Today's AI governance inherits software-engineering defaults: one accuracy number, a "95% confidence" figure, and feature attributions (SHAP / LIME). Those answer which inputs mattered and how often the model is right on average. They are silent on the questions a regulator, a board, or a denied patient actually asks: how badly does each error hurt, how much trust does this output deserve, how much capital should we hold against tail failures, and will a credentialed professional sign their name to it?
Actuarial science answers exactly those questions for uncertain future losses — and has for a century. This project makes the case, with math and a live worked example, that the actuarial toolkit should be the standard for measuring and governing the AI black box.
Open the AI Risk Lens → Read the frameworkFigures computed live in the tool from a 10,000-decision synthetic book.
The IAA AI Governance Framework, the SOA AI Task Force, and the NIST AI RMF all describe actuaries governing AI. None proposes the actuarial measurement toolkit as the explainability standard itself. That inversion — using credibility, reserving, A/E studies and TVaR to quantify model risk — is the idea developed here.
Under Colorado SB21-169 / Regulation 10-1-1, an insurer's AI is permissible only where differential outcomes have a "legitimate actuarial basis." The NAIC Model AI Bulletin (adopted by 20+ states) demands a governed, risk-commensurate AI program. In insurance, actuarial reasoning is already the statutory test for acceptable AI. This framework formalizes that test into measurable metrics — and shows the same metrics generalize beyond insurance.

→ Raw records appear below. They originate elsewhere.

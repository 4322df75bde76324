//! Canonical in-memory task state.
//!
//! # Responsibility
//! - Own the task and notification collections and the category list.
//! - Apply user intents atomically and re-derive notifications after each
//!   task-collection change.
//! - Notify subscribers once a mutation is fully applied.
//!
//! # Invariants
//! - Task ids are unique among held tasks.
//! - Deleting a task removes every notification that references it.
//! - A rejected operation leaves state untouched.

pub mod events;
pub mod task_store;
//! Task domain model.
//!
//! # Responsibility
//! - Define the canonical task record and its draft/patch input shapes.
//! - Validate user input before it reaches the store.
//!
//! # Invariants
//! - `id` and `created_at` are assigned once by the store and never change.
//! - Completion is derived from `status`; there is no second flag to drift.
//! - `title` is non-blank and `category` belongs to the store category list.

use crate::query::overdue;
use chrono::{DateTime, NaiveDateTime, Utc};
use serde::{Deserialize, Serialize};
use std::error::Error;
use std::fmt::{Display, Formatter};
use uuid::Uuid;

/// Stable identifier assigned by the store on creation.
pub type TaskId = Uuid;

/// Workflow state of a task.
#[derive(Debug, Clone, Copy, PartialEq, Eq, Hash, Serialize, Deserialize)]
#[serde(rename_all = "snake_case")]
pub enum TaskStatus {
    Pending,
    InProgress,
    Completed,
}

impl TaskStatus {
    pub const ALL: [TaskStatus; 3] = [Self::Pending, Self::InProgress, Self::Completed];

    /// Human-readable label for list/calendar rendering.
    pub fn label(self) -> &'static str {
        match self {
            Self::Pending => "Pending",
            Self::InProgress => "In Progress",
            Self::Completed => "Completed",
        }
    }
}

#[derive(Debug, Clone, Copy, PartialEq, Eq, Hash, Serialize, Deserialize)]
#[serde(rename_all = "snake_case")]
pub enum TaskPriority {
    Low,
    Medium,
    High,
}

impl TaskPriority {
    pub const ALL: [TaskPriority; 3] = [Self::Low, Self::Medium, Self::High];

    pub fn label(self) -> &'static str {
        match self {
            Self::Low => "Low",
            Self::Medium => "Medium",
            Self::High => "High",
        }
    }
}

/// Canonical task record held by [`crate::TaskStore`].
#[derive(Debug, Clone, PartialEq, Eq, Serialize, Deserialize)]
pub struct Task {
    pub id: TaskId,
    pub title: String,
    pub description: String,
    /// Local wall-clock due time as picked in the calendar/form.
    pub due_date: Option<NaiveDateTime>,
    pub status: TaskStatus,
    pub priority: TaskPriority,
    pub category: String,
    pub created_at: DateTime<Utc>,
}

impl Task {
    pub(crate) fn from_draft(id: TaskId, draft: TaskDraft, created_at: DateTime<Utc>) -> Self {
        Self {
            id,
            title: draft.title.trim().to_string(),
            description: draft.description,
            due_date: draft.due_date,
            status: draft.status,
            priority: draft.priority,
            category: draft.category.trim().to_string(),
            created_at,
        }
    }

    /// Returns whether the task is done. Derived from `status` only.
    pub fn is_completed(&self) -> bool {
        self.status == TaskStatus::Completed
    }

    /// End-of-day overdue check against a local wall-clock instant.
    ///
    /// See [`overdue::is_overdue`].
    pub fn is_overdue(&self, now: NaiveDateTime) -> bool {
        overdue::is_overdue(self, now)
    }

    /// Merges every field set in `patch` into this task.
    ///
    /// Identity fields are not representable in a patch, so they are kept.
    pub fn apply_patch(&mut self, patch: &TaskPatch) {
        if let Some(title) = &patch.title {
            self.title = title.trim().to_string();
        }
        if let Some(description) = &patch.description {
            self.description = description.clone();
        }
        if let Some(due_date) = patch.due_date {
            self.due_date = due_date;
        }
        if let Some(status) = patch.status {
            self.status = status;
        }
        if let Some(priority) = patch.priority {
            self.priority = priority;
        }
        if let Some(category) = &patch.category {
            self.category = category.trim().to_string();
        }
    }

    /// Validates title and category against the known category list.
    pub fn validate(&self, categories: &[String]) -> Result<(), ValidationErrors> {
        validate_fields(&self.title, &self.category, categories)
    }
}

/// User input for creating a task. The store assigns `id` and `created_at`.
#[derive(Debug, Clone, PartialEq, Eq, Serialize, Deserialize)]
pub struct TaskDraft {
    pub title: String,
    #[serde(default)]
    pub description: String,
    #[serde(default)]
    pub due_date: Option<NaiveDateTime>,
    #[serde(default = "default_status")]
    pub status: TaskStatus,
    #[serde(default = "default_priority")]
    pub priority: TaskPriority,
    pub category: String,
}

fn default_status() -> TaskStatus {
    TaskStatus::Pending
}

fn default_priority() -> TaskPriority {
    TaskPriority::Medium
}

impl TaskDraft {
    /// Creates a pending, medium-priority draft with no due date.
    pub fn new(title: impl Into<String>, category: impl Into<String>) -> Self {
        Self {
            title: title.into(),
            description: String::new(),
            due_date: None,
            status: default_status(),
            priority: default_priority(),
            category: category.into(),
        }
    }

    pub fn description(mut self, description: impl Into<String>) -> Self {
        self.description = description.into();
        self
    }

    pub fn due_date(mut self, due_date: NaiveDateTime) -> Self {
        self.due_date = Some(due_date);
        self
    }

    pub fn status(mut self, status: TaskStatus) -> Self {
        self.status = status;
        self
    }

    pub fn priority(mut self, priority: TaskPriority) -> Self {
        self.priority = priority;
        self
    }

    /// Collects field-level errors for the form layer.
    ///
    /// # Errors
    /// - `title` is blank after trimming.
    /// - `category` is blank or not part of `categories`.
    pub fn validate(&self, categories: &[String]) -> Result<(), ValidationErrors> {
        validate_fields(&self.title, &self.category, categories)
    }
}

/// Partial update for an existing task.
///
/// `due_date` is doubly optional: `None` keeps the current value,
/// `Some(None)` clears it. On the wire an absent key keeps the value and an
/// explicit `null` clears it.
#[derive(Debug, Clone, Default, PartialEq, Eq, Serialize, Deserialize)]
pub struct TaskPatch {
    #[serde(default, skip_serializing_if = "Option::is_none")]
    pub title: Option<String>,
    #[serde(default, skip_serializing_if = "Option::is_none")]
    pub description: Option<String>,
    #[serde(
        default,
        skip_serializing_if = "Option::is_none",
        with = "::serde_with::rust::double_option"
    )]
    pub due_date: Option<Option<NaiveDateTime>>,
    #[serde(default, skip_serializing_if = "Option::is_none")]
    pub status: Option<TaskStatus>,
    #[serde(default, skip_serializing_if = "Option::is_none")]
    pub priority: Option<TaskPriority>,
    #[serde(default, skip_serializing_if = "Option::is_none")]
    pub category: Option<String>,
}

impl TaskPatch {
    pub fn new() -> Self {
        Self::default()
    }

    pub fn title(mut self, title: impl Into<String>) -> Self {
        self.title = Some(title.into());
        self
    }

    pub fn description(mut self, description: impl Into<String>) -> Self {
        self.description = Some(description.into());
        self
    }

    pub fn due_date(mut self, due_date: NaiveDateTime) -> Self {
        self.due_date = Some(Some(due_date));
        self
    }

    pub fn clear_due_date(mut self) -> Self {
        self.due_date = Some(None);
        self
    }

    pub fn status(mut self, status: TaskStatus) -> Self {
        self.status = Some(status);
        self
    }

    pub fn priority(mut self, priority: TaskPriority) -> Self {
        self.priority = Some(priority);
        self
    }

    pub fn category(mut self, category: impl Into<String>) -> Self {
        self.category = Some(category.into());
        self
    }

    /// Returns whether the patch would leave every field unchanged.
    pub fn is_empty(&self) -> bool {
        self == &Self::default()
    }
}

/// One field-level validation message.
#[derive(Debug, Clone, PartialEq, Eq, Serialize)]
pub struct FieldError {
    pub field: &'static str,
    pub message: String,
}

/// Validation failure carrying every offending field.
#[derive(Debug, Clone, PartialEq, Eq, Serialize)]
pub struct ValidationErrors {
    errors: Vec<FieldError>,
}

impl ValidationErrors {
    pub fn errors(&self) -> &[FieldError] {
        &self.errors
    }

    /// Returns the message recorded for `field`, if any.
    pub fn message_for(&self, field: &str) -> Option<&str> {
        self.errors
            .iter()
            .find(|error| error.field == field)
            .map(|error| error.message.as_str())
    }
}

impl Display for ValidationErrors {
    fn fmt(&self, f: &mut Formatter<'_>) -> std::fmt::Result {
        let joined = self
            .errors
            .iter()
            .map(|error| format!("{}: {}", error.field, error.message))
            .collect::<Vec<_>>()
            .join("; ");
        write!(f, "invalid task: {joined}")
    }
}

impl Error for ValidationErrors {}

fn validate_fields(
    title: &str,
    category: &str,
    categories: &[String],
) -> Result<(), ValidationErrors> {
    let mut errors = Vec::new();

    if title.trim().is_empty() {
        errors.push(FieldError {
            field: "title",
            message: "Title is required".to_string(),
        });
    }

    let category = category.trim();
    if category.is_empty() {
        errors.push(FieldError {
            field: "category",
            message: "Category is required".to_string(),
        });
    } else if !categories.iter().any(|known| known == category) {
        errors.push(FieldError {
            field: "category",
            message: format!("Unknown category `{category}`"),
        });
    }

    if errors.is_empty() {
        Ok(())
    } else {
        Err(ValidationErrors { errors })
    }
}

#[cfg(test)]
mod tests {
    use super::{Task, TaskDraft, TaskPatch, TaskPriority, TaskStatus};
    use chrono::{NaiveDate, Utc};
    use uuid::Uuid;

    fn categories() -> Vec<String> {
        vec!["Work".to_string(), "Health".to_string()]
    }

    #[test]
    fn draft_validation_reports_every_field() {
        let err = TaskDraft::new("   ", "")
            .validate(&categories())
            .expect_err("blank draft must be rejected");
        assert_eq!(err.errors().len(), 2);
        assert_eq!(err.message_for("title"), Some("Title is required"));
        assert_eq!(err.message_for("category"), Some("Category is required"));
    }

    #[test]
    fn draft_validation_rejects_unknown_category() {
        let err = TaskDraft::new("Write report", "Chores")
            .validate(&categories())
            .expect_err("unknown category must be rejected");
        assert_eq!(err.message_for("category"), Some("Unknown category `Chores`"));
        assert!(err.message_for("title").is_none());
    }

    #[test]
    fn patch_keeps_unspecified_fields() {
        let draft = TaskDraft::new("Morning jog", "Health")
            .description("Run for 30 minutes")
            .priority(TaskPriority::High);
        let mut task = Task::from_draft(Uuid::new_v4(), draft, Utc::now());
        let before = task.clone();

        task.apply_patch(&TaskPatch::new().status(TaskStatus::InProgress));

        assert_eq!(task.status, TaskStatus::InProgress);
        assert_eq!(task.title, before.title);
        assert_eq!(task.description, before.description);
        assert_eq!(task.priority, before.priority);
        assert_eq!(task.id, before.id);
        assert_eq!(task.created_at, before.created_at);
    }

    #[test]
    fn patch_can_clear_due_date() {
        let due = NaiveDate::from_ymd_opt(2026, 10, 20)
            .and_then(|date| date.and_hms_opt(9, 0, 0))
            .unwrap();
        let draft = TaskDraft::new("Dentist", "Health").due_date(due);
        let mut task = Task::from_draft(Uuid::new_v4(), draft, Utc::now());

        task.apply_patch(&TaskPatch::new().clear_due_date());
        assert_eq!(task.due_date, None);
        assert!(TaskPatch::new().is_empty());
    }

    #[test]
    fn completion_follows_status() {
        let mut task = Task::from_draft(Uuid::new_v4(), TaskDraft::new("x", "Work"), Utc::now());
        assert!(!task.is_completed());
        task.status = TaskStatus::Completed;
        assert!(task.is_completed());
    }
}
//! Read-only derived views over the task collection.
//!
//! # Responsibility
//! - Filter tasks by status/priority/category and free-text search.
//! - Classify overdue tasks and project tasks onto calendar days.
//!
//! # Invariants
//! - Every function here is pure: inputs are borrowed, never mutated.
//! - Results keep the input order (stable filter, no re-sort).

pub mod calendar;
pub mod filter;
pub mod overdue;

See the regulatory anchor and prior-art positioning in the paper →
| Actuarial method | The governance question it answers for an AI system |
|---|---|
| Frequency × Severity | Not one accuracy number, but how often the model errs × how badly each error hurts — a full loss distribution. |
| Credibility (Bühlmann) | How much weight a given AI output deserves vs. the base rate, given how much relevant experience backs it. |
| IBNR / reserving | "Incurred but not reported" model failures — errors baked in but not yet surfaced — and the reserve to hold. |
| Actual-to-Expected study | Cohort-level, statistically rigorous drift / miscalibration monitoring vs. one-time validation. |
| VaR / TVaR (CTE) | Sizing catastrophic tail failure — exactly what "95% confidence" discards in its 5% tail. |
| Economic capital | The buffer to hold against AI tail risk (TVaR − expected loss). |
| Control cycle + signed opinion | A credentialed accountability layer: a "Statement of Actuarial AI Opinion" attesting to model risk. |
The framework needs only four things from a system: a stream of decisions, a definition of an error, a dollar severity, and cohorts to watch. Any AI or agentic system that decides at volume supplies all four — so its errors are an insurable book. The interactive tool measures eight of them, computed live from the same actuarial functions.